Australian nonprofit organization

The Myer Foundation is a major Australian philanthropic organisation.

==History==
The Sidney Myer Charitable Trust was established by the will of Sidney Myer, who died in 1934, leaving a portion of his estate for the benefit of the community. Myer's will was proved at £922,000. The most famous philanthropic funding by the Sidney Myer Fund was for the construction of the Sidney Myer Music Bowl in the Kings Domain, Melbourne in 1958, which is named in his honour.
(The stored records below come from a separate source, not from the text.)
use crate::errors::ServerError;
use crate::templates::components::error::error_page;
use astra::{Body, Response, ResponseBuilder};

/// Render a routing-level failure as a full error page.
pub fn error_to_response(err: ServerError) -> Response {
    let status = err.status();
    let message = match &err {
        ServerError::NotFound => "The page you were looking for does not exist.".to_string(),
        other => other.to_string(),
    };
    let html = error_page(status, &message).into_string();

    ResponseBuilder::new()
        .status(status)
        .header("Content-Type", "text/html; charset=utf-8")
        .body(Body::from(html.clone()))
        .unwrap_or_else(|_| Response::new(Body::from(html)))
}
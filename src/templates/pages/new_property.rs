use crate::api::ApiError;
use crate::templates::components::{api_error_banner, error_banner};
use crate::templates::desktop_layout;
use maud::{html, Markup};

/// Upload form. `address` is echoed back after a rejected submission.
pub fn new_property_page(address: &str, invalid: Option<&str>, api_error: Option<&ApiError>) -> Markup {
    desktop_layout(
        "New Property",
        "/properties/new",
        html! {
            h1 { "New property" }
            p class="muted" { "Upload a floor plan (PNG, JPG or PDF, up to 10 MB) and we'll extract the layout, estimate its value and draft listing copy." }

            @if let Some(message) = invalid { (error_banner(message)) }
            @if let Some(err) = api_error { (api_error_banner(err)) }

            form method="post" action="/properties/new" enctype="multipart/form-data" class="upload-form" {
                label {
                    "Floor plan"
                    input type="file" name="file" required accept="image/png,image/jpeg,application/pdf";
                }
                label {
                    "Property address"
                    input type="text" name="address" required placeholder="123 Main St, Springfield, IL 62701" value=(address);
                }
                button type="submit" class="btn btn-primary" { "Upload and analyze" }
            }
        },
    )
}
// responses/download.rs
use crate::errors::ServerError;
use crate::responses::ResultResp;
use astra::{Body, ResponseBuilder};

const XLSX_TYPE: &str = "application/vnd.openxmlformats-officedocument.spreadsheetml.sheet";

/// File download. `filename` is generated server-side and never needs escaping.
fn attachment(body: Body, content_type: &str, filename: &str) -> ResultResp {
    ResponseBuilder::new()
        .status(200)
        .header("Content-Type", content_type)
        .header(
            "Content-Disposition",
            format!("attachment; filename=\"{filename}\""),
        )
        .header("Cache-Control", "no-store")
        .body(body)
        .map_err(|_| ServerError::InternalError)
}

pub fn csv_response(csv: Vec<u8>, filename: &str) -> ResultResp {
    attachment(Body::from(csv), "text/csv; charset=utf-8", filename)
}

pub fn xlsx_response(buffer: Vec<u8>, filename: &str) -> ResultResp {
    attachment(Body::from(buffer), XLSX_TYPE, filename)
}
In 1959, The Myer Foundation was established by Sidney's sons, Baillieu and Ken Myer – their sisters, Neilma Gantner and Lady Southey, became founding members. The Myer Foundation was established in order to award grants in sectors not covered by Sidney Myer's will. The Myer Foundation was endowed in 1992, after Ken Myer died, leaving most of his estate to the foundation.

The fund and foundation have been supported by four generations of Myer family members. In 2011, Carrillo Gantner , grandson of Sidney Myer through Sidney's daughter Neilma Gantner, was chair of the fund, while Martyn Myer , Sidney's grandson through Ken Myer, was president of the Myer Foundation.

In 2017, the foundation collaborated with the Tim Fairfax Family Foundation and the Keir Foundation in creating an initiative called A New Approach, to address a gap in up-to-date and accurate research and data about arts and cultural philanthropy.

==Governance==
As of November 2022, members of the Myer family involved in the governance of the foundation and fund include:

- Andrew Myer : chair of Sidney Myer Fund (since 2020)
- Sidney Myer : trustee
- Sally Lindsay: trustee
- Anna Foley: trustee
- Rupert Myer : president of the Myer Foundation (since 2020)
- Emily Myer: vice-president
- Lady Southey : life governor
- Carrillo Gantner , life governor
- Martyn Myer : life governor

==Awards and fellowships==

Sidney Myer Performing Arts Awards were created by the Sidney Myer Fund trustees in 1984, to commemorate the 50th anniversary of the death of Sidney Myer.
As of 2022 there are three awards, given annually: an Individual Award, a Group Award and a Facilitator's Prize.

The Sidney Myer Creative Fellowships have been awarded since 2011, and in 2022 awarded the 100th fellowship and hit a total of . Each of the annual fellowships is awarded to an individual, with no restrictions or required outcomes necessary. From 2011 to 2022, the fellowships were each worth A$160,000. In 2023, the value increased to A$200,000. The fellowships are tax-free and paid over two years, over which time it is expected that the recipients largely remain in Australia. Mid-career Australian artists, arts managers, and "thought leaders" in the humanities are all eligible. The choice of recipients by the selection panel is based on two criteria: outstanding talent, and exceptional courage. Financial hardship is not considered. Many Indigenous Australian creatives have been Sidney Myer Creative Fellows, including Jonathan Jones, Alexis Wright, Ellen van Neerven, Eric Avery, Vernon Ah Kee, and (in 2022) artist Vincent Namatjira.